What is being asked: For the records that follow, work out how many lines include "MoviesStats" and give only that count.

Data for processing:
§ §

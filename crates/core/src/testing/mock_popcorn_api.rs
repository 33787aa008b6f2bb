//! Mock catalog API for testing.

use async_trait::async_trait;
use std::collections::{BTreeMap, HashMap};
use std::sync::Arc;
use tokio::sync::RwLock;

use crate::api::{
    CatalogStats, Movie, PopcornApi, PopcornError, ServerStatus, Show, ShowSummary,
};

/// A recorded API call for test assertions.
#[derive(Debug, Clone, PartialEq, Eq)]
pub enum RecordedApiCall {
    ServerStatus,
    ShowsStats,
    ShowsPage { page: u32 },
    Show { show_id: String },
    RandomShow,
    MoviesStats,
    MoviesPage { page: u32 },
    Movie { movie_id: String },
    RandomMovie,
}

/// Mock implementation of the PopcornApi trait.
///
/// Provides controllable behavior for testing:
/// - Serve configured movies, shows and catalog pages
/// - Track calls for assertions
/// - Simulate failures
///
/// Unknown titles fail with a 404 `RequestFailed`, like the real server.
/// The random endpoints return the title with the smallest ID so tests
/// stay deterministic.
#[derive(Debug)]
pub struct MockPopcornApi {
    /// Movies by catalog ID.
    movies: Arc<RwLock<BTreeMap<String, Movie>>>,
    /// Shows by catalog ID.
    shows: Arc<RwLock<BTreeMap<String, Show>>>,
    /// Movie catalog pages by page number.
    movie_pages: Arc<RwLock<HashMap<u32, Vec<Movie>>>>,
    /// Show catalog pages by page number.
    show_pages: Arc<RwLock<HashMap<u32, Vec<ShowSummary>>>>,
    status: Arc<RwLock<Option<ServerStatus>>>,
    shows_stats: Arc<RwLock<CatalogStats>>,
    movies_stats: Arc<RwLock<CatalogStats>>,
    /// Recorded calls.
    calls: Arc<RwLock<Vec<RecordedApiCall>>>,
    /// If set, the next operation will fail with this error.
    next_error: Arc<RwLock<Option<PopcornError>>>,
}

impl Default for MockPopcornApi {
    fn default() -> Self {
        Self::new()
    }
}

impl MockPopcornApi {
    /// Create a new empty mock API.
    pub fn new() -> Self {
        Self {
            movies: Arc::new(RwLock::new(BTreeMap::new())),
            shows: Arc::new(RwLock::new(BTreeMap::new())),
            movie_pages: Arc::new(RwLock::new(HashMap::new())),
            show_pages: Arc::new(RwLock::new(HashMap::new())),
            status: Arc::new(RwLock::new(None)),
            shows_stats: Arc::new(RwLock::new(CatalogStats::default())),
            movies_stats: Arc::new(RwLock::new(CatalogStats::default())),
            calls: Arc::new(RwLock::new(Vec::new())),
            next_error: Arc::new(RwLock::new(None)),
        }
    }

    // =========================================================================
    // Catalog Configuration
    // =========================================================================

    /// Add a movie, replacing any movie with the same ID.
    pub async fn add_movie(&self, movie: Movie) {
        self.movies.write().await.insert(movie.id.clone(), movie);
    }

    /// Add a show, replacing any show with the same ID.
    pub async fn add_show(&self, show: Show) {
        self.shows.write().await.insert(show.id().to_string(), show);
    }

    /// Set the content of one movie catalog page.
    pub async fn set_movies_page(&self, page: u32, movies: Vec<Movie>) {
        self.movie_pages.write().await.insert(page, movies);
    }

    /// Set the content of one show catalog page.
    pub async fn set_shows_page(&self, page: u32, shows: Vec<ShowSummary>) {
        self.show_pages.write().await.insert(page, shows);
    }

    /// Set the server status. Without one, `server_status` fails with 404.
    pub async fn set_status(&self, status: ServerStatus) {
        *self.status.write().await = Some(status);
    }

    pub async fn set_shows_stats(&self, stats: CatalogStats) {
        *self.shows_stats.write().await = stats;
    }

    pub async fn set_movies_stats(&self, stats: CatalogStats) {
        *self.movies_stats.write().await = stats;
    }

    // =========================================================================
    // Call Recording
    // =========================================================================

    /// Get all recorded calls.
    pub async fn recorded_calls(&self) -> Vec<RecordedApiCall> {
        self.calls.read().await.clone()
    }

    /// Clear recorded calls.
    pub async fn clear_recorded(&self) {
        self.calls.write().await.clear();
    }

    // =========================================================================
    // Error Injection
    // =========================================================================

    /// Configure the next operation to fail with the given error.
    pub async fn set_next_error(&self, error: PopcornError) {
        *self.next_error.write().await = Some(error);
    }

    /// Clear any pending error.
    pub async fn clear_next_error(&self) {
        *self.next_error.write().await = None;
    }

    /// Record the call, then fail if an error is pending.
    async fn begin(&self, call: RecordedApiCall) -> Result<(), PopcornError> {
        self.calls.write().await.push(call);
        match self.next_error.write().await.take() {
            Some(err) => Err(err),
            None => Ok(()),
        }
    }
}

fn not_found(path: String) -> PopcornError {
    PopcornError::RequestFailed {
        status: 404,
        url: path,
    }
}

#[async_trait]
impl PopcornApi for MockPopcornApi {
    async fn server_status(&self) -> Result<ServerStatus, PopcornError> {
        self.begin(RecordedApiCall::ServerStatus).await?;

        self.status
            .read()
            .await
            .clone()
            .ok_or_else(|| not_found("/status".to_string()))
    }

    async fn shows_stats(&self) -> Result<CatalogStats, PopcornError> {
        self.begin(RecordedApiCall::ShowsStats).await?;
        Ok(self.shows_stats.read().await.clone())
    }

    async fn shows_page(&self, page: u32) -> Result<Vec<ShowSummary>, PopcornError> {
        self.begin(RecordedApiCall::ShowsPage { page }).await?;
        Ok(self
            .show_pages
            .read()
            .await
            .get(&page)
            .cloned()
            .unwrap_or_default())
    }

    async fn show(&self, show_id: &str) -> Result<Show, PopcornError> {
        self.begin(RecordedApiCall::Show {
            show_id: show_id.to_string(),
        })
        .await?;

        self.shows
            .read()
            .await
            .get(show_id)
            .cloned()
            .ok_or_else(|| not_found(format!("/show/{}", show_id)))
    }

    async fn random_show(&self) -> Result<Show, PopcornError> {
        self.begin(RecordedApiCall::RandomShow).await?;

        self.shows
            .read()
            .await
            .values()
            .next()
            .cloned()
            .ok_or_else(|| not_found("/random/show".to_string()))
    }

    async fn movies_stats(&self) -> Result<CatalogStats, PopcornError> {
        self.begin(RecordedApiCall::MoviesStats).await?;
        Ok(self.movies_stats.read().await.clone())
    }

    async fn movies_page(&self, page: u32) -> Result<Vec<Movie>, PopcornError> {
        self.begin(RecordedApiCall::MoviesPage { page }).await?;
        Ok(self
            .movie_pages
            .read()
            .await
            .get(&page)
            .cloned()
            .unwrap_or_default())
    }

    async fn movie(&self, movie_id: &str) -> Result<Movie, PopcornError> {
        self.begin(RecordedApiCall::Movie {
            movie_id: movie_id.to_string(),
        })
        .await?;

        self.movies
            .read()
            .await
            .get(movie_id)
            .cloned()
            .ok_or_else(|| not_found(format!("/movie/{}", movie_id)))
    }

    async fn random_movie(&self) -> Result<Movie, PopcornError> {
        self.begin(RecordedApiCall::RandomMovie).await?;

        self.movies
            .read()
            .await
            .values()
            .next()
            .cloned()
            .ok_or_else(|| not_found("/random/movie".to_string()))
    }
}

§ §

Written response: 2